Oh girl - I'm so sorry. I know what you're going through since my dad had his strokes last year. I hate knowing that his time here is not indefinite. Praying for you and your family!

Shell said...

I'm so sorry, girl. I'm glad that he's okay for now and am sending prayers. xo

Ducky said...

I can't imagine... I know what its like to get that phone call you never imagine you will. (or could imagine)

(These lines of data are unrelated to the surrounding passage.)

//! Benchmarks for the `PostgreSQL` event store and snapshot repository.
//!
//! These benchmarks require Docker to be running and will spin up a `PostgreSQL`
//! container using testcontainers.
//!
//! Run with: `cargo bench -p strata-postgres`

use std::sync::OnceLock;

use chrono::Utc;
use criterion::{Criterion, Throughput, criterion_group, criterion_main};
use serde_json::json;
use sqlx::PgPool;
use strata_core::{
    event::DomainEventStream,
    id::{AggregateId, NamedAggregate, generate_id},
    snapshot::{Snapshot, SnapshotRepository},
    store::{EventStore, VersionRange, collect_streams},
};
use strata_postgres::{SnapshotStore, Store};
use testcontainers::{ContainerAsync, runners::AsyncRunner};
use testcontainers_modules::postgres::Postgres;
use tokio::runtime::Runtime;

/// Shared test database for benchmarks (to avoid spinning up containers per benchmark)
struct BenchDb {
    _container: ContainerAsync<Postgres>,
    pool: PgPool,
}

static BENCH_DB: OnceLock<BenchDb> = OnceLock::new();

fn get_runtime() -> &'static Runtime {
    static RUNTIME: OnceLock<Runtime> = OnceLock::new();
    RUNTIME.get_or_init(|| Runtime::new().expect("Failed to create Tokio runtime"))
}

fn get_bench_db() -> &'static BenchDb {
    BENCH_DB.get_or_init(|| {
        get_runtime().block_on(async {
            let container = Postgres::default().start().await.unwrap();
            let host = container.get_host().await.unwrap();
            let port = container.get_host_port_ipv4(5432).await.unwrap();

            let connection_string = format!("postgres://postgres:postgres@{host}:{port}/postgres");
            let pool = PgPool::connect(&connection_string).await.unwrap();

            // Run migrations once
            Store::new(pool.clone()).migrate().await.unwrap();
            SnapshotStore::new(pool.clone()).migrate().await.unwrap();

            BenchDb {
                _container: container,
                pool,
            }
        })
    })
}

fn new_order() -> AggregateId {
    NamedAggregate::new("bench", "order").aggregate_id(generate_id())
}

fn stream(aggregate_id: &AggregateId, version: u64, events: usize) -> DomainEventStream {
    DomainEventStream::builder(aggregate_id.clone(), version)
        .build(
            (0..events)
                .map(|i| ("line_added".to_string(), json!({ "sku": format!("sku-{i}"), "qty": 1 })))
                .collect(),
        )
        .unwrap()
}

fn snapshot(aggregate_id: &AggregateId, version: u64, size: usize) -> Snapshot<String> {
    let now = Utc::now();
    Snapshot {
        aggregate_id: aggregate_id.clone(),
        version,
        state: "x".repeat(size),
        event_id: generate_id(),
        first_operator: String::new(),
        operator: String::new(),
        first_event_time: now,
        event_time: now,
        snapshot_time: now,
        deleted: false,
    }
}

fn bench_append(c: &mut Criterion) {
    let db = get_bench_db();
    let rt = get_runtime();
    let store = Store::new(db.pool.clone());

    let mut group = c.benchmark_group("event_store_append");
    group.throughput(Throughput::Elements(1));

    group.bench_function("new_aggregate_1_event", |b| {
        b.iter(|| {
            let id = new_order();
            rt.block_on(async { store.append(&stream(&id, 1, 1)).await.unwrap() });
        });
    });

    group.bench_function("existing_aggregate_1_event", |b| {
        let id = new_order();
        let mut version = 0_u64;
        b.iter(|| {
            version += 1;
            rt.block_on(async { store.append(&stream(&id, version, 1)).await.unwrap() });
        });
    });

    group.bench_function("new_aggregate_10_events", |b| {
        b.iter(|| {
            let id = new_order();
            rt.block_on(async { store.append(&stream(&id, 1, 10)).await.unwrap() });
        });
    });

    group.finish();
}

fn bench_load(c: &mut Criterion) {
    let db = get_bench_db();
    let rt = get_runtime();
    let store = Store::new(db.pool.clone());

    let mut group = c.benchmark_group("event_store_load");

    for streams in [1_u64, 10, 100] {
        let id = new_order();
        rt.block_on(async {
            for version in 1..=streams {
                store.append(&stream(&id, version, 1)).await.unwrap();
            }
        });

        group.throughput(Throughput::Elements(streams));
        group.bench_function(format!("load_{streams}_streams"), |b| {
            b.iter(|| {
                rt.block_on(async {
                    collect_streams(store.load(&id, VersionRange::all()))
                        .await
                        .unwrap()
                })
            });
        });
    }

    group.finish();
}

fn bench_snapshot(c: &mut Criterion) {
    let db = get_bench_db();
    let rt = get_runtime();
    let store = SnapshotStore::new(db.pool.clone());

    let mut group = c.benchmark_group("snapshot");

    for size in [256, 1024, 16384] {
        group.throughput(Throughput::Bytes(size as u64));

        group.bench_function(format!("insert_{size}b"), |b| {
            b.iter(|| {
                let id = new_order();
                rt.block_on(async { store.save(&snapshot(&id, 1, size)).await.unwrap() })
            });
        });

        let id = new_order();
        let mut version = 0_u64;
        group.bench_function(format!("upsert_{size}b"), |b| {
            b.iter(|| {
                version += 1;
                rt.block_on(async { store.save(&snapshot(&id, version, size)).await.unwrap() })
            });
        });

        group.bench_function(format!("load_{size}b"), |b| {
            b.iter(|| {
                rt.block_on(async {
                    let loaded: Option<Snapshot<String>> = store.load(&id).await.unwrap();
                    loaded
                })
            });
        });
    }

    group.bench_function("load_nonexistent", |b| {
        b.iter(|| {
            let id = new_order();
            rt.block_on(async {
                let loaded: Option<Snapshot<String>> = store.load(&id).await.unwrap();
                loaded
            })
        });
    });

    group.finish();
}

criterion_group!(benches, bench_append, bench_load, bench_snapshot);
criterion_main!(benches);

I hope he makes a quick recovery and back to super hero status soon!!

Adrienne said...

Scary. I hope he's doing better! I know how you feel my dad is 63, over weight, and always stressed out.

Andrea (ace1028) said...

Oh no! Oh no! I'm sorry! I missed this yesterday and didn't know. I would have called you immediately. I'm sorry and I will keep him in my thoughts and heart, and I will pray from my little section of life. I am freaked, sounds too much like my own father. I think they were separated at birth and we are sisters from another father instead of mother now. Hugs. I<3 you!

Emmy said...

I am so sorry! That is so scary. My dad is almost 72 and has been in the hospital a couple of times now and it freaks me out everytime. It saddens me to think that there is the real possibility that my youngest will never really know him.
I will keep your dad in my prayers

Aramelle {One Wheeler's World} said...

I remember having that same frightening realization when my grandfather had a slight stroke a few years back. It is a horrible moment when we realize that the strong men we look up to can be fragile, too.

I hope that he is continuing to get better. Thoughts and prayers for your family.

(Visiting from PYHO)
http://the-wheeler-family.net/onewheelersworld

Amy said...

I hope your Dad is okay and can be your super hero for a long time to come.

Slamdunk said...

Reading this late--my prayers are with you all.